#### TRY IT:
After locating the line that contains "if vp.width == 0" in the records below, write out exactly that line and each line after it through the one that contains "fn redraw(&mut self)", and nothing else.

#### PROVIDED DATA:
use std::sync::Arc;

use winit::application::ApplicationHandler;
use winit::event::{ElementState, KeyEvent, MouseScrollDelta, WindowEvent};
use winit::event_loop::{ActiveEventLoop, ControlFlow, EventLoop};
use winit::keyboard::{KeyCode, PhysicalKey};
use winit::window::{Window, WindowId};

use scrollscape::controller::clock::InstantTime;
use scrollscape::controller::{FrameLoopContext, InputEvent, LoopControl, ScrollPage, Viewport};
use scrollscape::model::{SceneGraph, ToonGradient};
use scrollscape::view::{physical_size, GpuContext, Renderer};
use scrollscape::{logging, ui, SceneConfig, SceneError};

/// Pixels scrolled per wheel notch
const LINE_HEIGHT_PX: f32 = 100.0;

struct RunningScene {
    window: Arc<Window>,
    renderer: Renderer,
    frame_ctx: FrameLoopContext<InstantTime>,
    page: ScrollPage,
    egui_ctx: egui::Context,
    egui_state: egui_winit::State,
}

struct App {
    config: SceneConfig,
    gradient: ToonGradient,
    control: LoopControl,
    scene: Option<RunningScene>,
}

impl App {
    fn new(config: SceneConfig, gradient: ToonGradient) -> Self {
        Self { config, gradient, control: LoopControl::new(), scene: None }
    }

    fn create_scene(&self, event_loop: &ActiveEventLoop) -> Result<RunningScene, SceneError> {
        let attributes = Window::default_attributes()
            .with_title("scrollscape")
            .with_transparent(true)
            .with_inner_size(winit::dpi::LogicalSize::new(1280, 720));
        let window = Arc::new(
            event_loop
                .create_window(attributes)
                .map_err(|e| SceneError::Dom(format!("failed to create window: {e}")))?,
        );

        let viewport = viewport_of(&window);
        let pixel_ratio = self.config.pixel_ratio(viewport.device_pixel_ratio);
        let (pw, ph) = physical_size(viewport.width, viewport.height, pixel_ratio);

        let instance = GpuContext::instance();
        let surface = instance.create_surface(window.clone())?;
        let gpu = pollster::block_on(GpuContext::new(&instance, surface, pw, ph))?;

        let scene = SceneGraph::new(&self.config, self.gradient.clone(), viewport.width, viewport.height);
        let renderer = Renderer::new(gpu, &scene, viewport.width, viewport.height, pixel_ratio);
        let mut frame_ctx = FrameLoopContext::new(self.config.clone(), scene, viewport, InstantTime::new());
        frame_ctx.control = self.control.clone();

        let egui_ctx = egui::Context::default();
        let egui_state = egui_winit::State::new(
            egui_ctx.clone(),
            egui::ViewportId::ROOT,
            &window,
            None,
            None,
            None,
        );

        Ok(RunningScene {
            window,
            renderer,
            frame_ctx,
            page: ScrollPage::new(self.config.section_count()),
            egui_ctx,
            egui_state,
        })
    }
}

fn viewport_of(window: &Window) -> Viewport {
    let scale = window.scale_factor();
    let logical = window.inner_size().to_logical::<f64>(scale);
    Viewport::new(logical.width.round() as u32, logical.height.round() as u32, scale)
}

impl RunningScene {
    fn push_resize(&mut self) {
        let vp = viewport_of(&self.window);
        if vp.width == 0 || vp.height == 0 {
            tracing::debug!("window minimized, keeping previous viewport");
            return;
        }
        self.frame_ctx.queue.push(InputEvent::Resize {
            width: vp.width,
            height: vp.height,
            device_pixel_ratio: vp.device_pixel_ratio,
        });
        let offset = self.page.reclamp(vp.height);
        self.frame_ctx.queue.push(InputEvent::Scroll { offset });
    }

    fn redraw(&mut self) -> bool {
        let RunningScene { window, renderer, frame_ctx, egui_ctx, egui_state, .. } = self;
        frame_ctx.frame_with(renderer, |scene, time, renderer| {
            let raw_input = egui_state.take_egui_input(window);
            let mut output = ui::build_ui(egui_ctx, raw_input, scene, time.delta);
            egui_state.handle_platform_output(window, std::mem::take(&mut output.platform_output));
            renderer.set_overlay(ui::into_overlay(egui_ctx, output));
        })
    }
}

impl ApplicationHandler for App {
    fn resumed(&mut self, event_loop: &ActiveEventLoop) {
        if self.scene.is_some() {
            return;
        }
        match self.create_scene(event_loop) {
            Ok(scene) => {
                tracing::info!("scene running");
                self.scene = Some(scene);
            }
            Err(e) => {
                tracing::error!(error = %e, "failed to start scene");
                event_loop.exit();
            }
        }
    }

    fn window_event(&mut self, event_loop: &ActiveEventLoop, window_id: WindowId, event: WindowEvent) {
        let Some(scene) = self.scene.as_mut() else {
            return;
        };
        if window_id != scene.window.id() {
            return;
        }

        // Pointer input over the color panel belongs to egui
        let consumed = scene.egui_state.on_window_event(&scene.window, &event).consumed;

        match event {
            WindowEvent::CloseRequested => {
                self.control.stop();
                event_loop.exit();
            }
            WindowEvent::KeyboardInput {
                event: KeyEvent { physical_key: PhysicalKey::Code(KeyCode::Escape), state: ElementState::Pressed, .. },
                ..
            } => {
                self.control.stop();
            }
            WindowEvent::Resized(_) | WindowEvent::ScaleFactorChanged { .. } => scene.push_resize(),
            WindowEvent::MouseWheel { delta, .. } if !consumed => {
                let dy = match delta {
                    MouseScrollDelta::LineDelta(_, y) => -y * LINE_HEIGHT_PX,
                    MouseScrollDelta::PixelDelta(pos) => (-pos.y / scene.window.scale_factor()) as f32,
                };
                let height = scene.frame_ctx.viewport.height;
                let offset = scene.page.scroll_by(dy, height);
                scene.frame_ctx.queue.push(InputEvent::Scroll { offset });
            }
            WindowEvent::CursorMoved { position, .. } => {
                let logical = position.to_logical::<f32>(scene.window.scale_factor());
                scene.frame_ctx.queue.push(InputEvent::PointerMove { client_x: logical.x, client_y: logical.y });
            }
            WindowEvent::RedrawRequested => {
                if !scene.redraw() {
                    event_loop.exit();
                }
            }
            _ => {}
        }
    }

    fn about_to_wait(&mut self, event_loop: &ActiveEventLoop) {
        if self.control.is_stopped() {
            event_loop.exit();
            return;
        }
        if let Some(scene) = &self.scene {
            scene.window.request_redraw();
        }
    }
}

fn load_gradient() -> Result<ToonGradient, SceneError> {
    match std::env::var("SCROLLSCAPE_GRADIENT") {
        Ok(path) => {
            tracing::info!(%path, "loading gradient map");
            ToonGradient::from_encoded(&std::fs::read(path)?)
        }
        Err(_) => Ok(ToonGradient::three_tone()),
    }
}

fn main() {
    logging::init();

    let setup = SceneConfig::from_env().and_then(|config| Ok((config, load_gradient()?)));
    let (config, gradient) = match setup {
        Ok(setup) => setup,
        Err(e) => {
            tracing::error!(error = %e, "invalid configuration");
            std::process::exit(1);
        }
    };

    let event_loop = match EventLoop::new() {
        Ok(event_loop) => event_loop,
        Err(e) => {
            tracing::error!(error = %e, "failed to create event loop");
            std::process::exit(1);
        }
    };
    event_loop.set_control_flow(ControlFlow::Poll);

    let mut app = App::new(config, gradient);
    if let Err(e) = event_loop.run_app(&mut app) {
        tracing::error!(error = %e, "event loop terminated with error");
        std::process::exit(1);
    }
    if app.scene.is_none() {
        std::process::exit(1);
    }
}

#### OUTPUT OF THE TASK:
        if vp.width == 0 || vp.height == 0 {
            tracing::debug!("window minimized, keeping previous viewport");
            return;
        }
        self.frame_ctx.queue.push(InputEvent::Resize {
            width: vp.width,
            height: vp.height,
            device_pixel_ratio: vp.device_pixel_ratio,
        });
        let offset = self.page.reclamp(vp.height);
        self.frame_ctx.queue.push(InputEvent::Scroll { offset });
    }

    fn redraw(&mut self) -> bool {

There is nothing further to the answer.